* _Assignment_:
Whenever a line in the data holds the string "Coordinates", copy that line.

Saved data entries
******

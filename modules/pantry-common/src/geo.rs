use std::f64::consts::PI;

use crate::location::Coordinates;

const EARTH_RADIUS_MILES: f64 = 3958.8;
const EARTH_RADIUS_KM: f64 = 6371.0;

/// Distance unit for haversine calculations.
#[derive(Debug, Clone, Copy, PartialEq, Eq)]
pub enum DistanceUnit {
    Miles,
    Kilometers,
}

impl DistanceUnit {
    fn earth_radius(self) -> f64 {
        match self {
            Self::Miles => EARTH_RADIUS_MILES,
            Self::Kilometers => EARTH_RADIUS_KM,
        }
    }
}

/// Haversine great-circle distance between two points in the specified unit.
pub fn haversine_distance(from: Coordinates, to: Coordinates, unit: DistanceUnit) -> f64 {
    let to_rad = |deg: f64| deg * PI / 180.0;

    let dlat = to_rad(to.lat - from.lat);
    let dlng = to_rad(to.lng - from.lng);

    let a = (dlat / 2.0).sin().powi(2)
        + to_rad(from.lat).cos() * to_rad(to.lat).cos() * (dlng / 2.0).sin().powi(2);

    let c = 2.0 * a.sqrt().asin();
    unit.earth_radius() * c
}

pub fn haversine_distance_miles(from: Coordinates, to: Coordinates) -> f64 {
    haversine_distance(from, to, DistanceUnit::Miles)
}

******

* _Worked solution_:
use crate::location::Coordinates;
pub fn haversine_distance(from: Coordinates, to: Coordinates, unit: DistanceUnit) -> f64 {
pub fn haversine_distance_miles(from: Coordinates, to: Coordinates) -> f64 {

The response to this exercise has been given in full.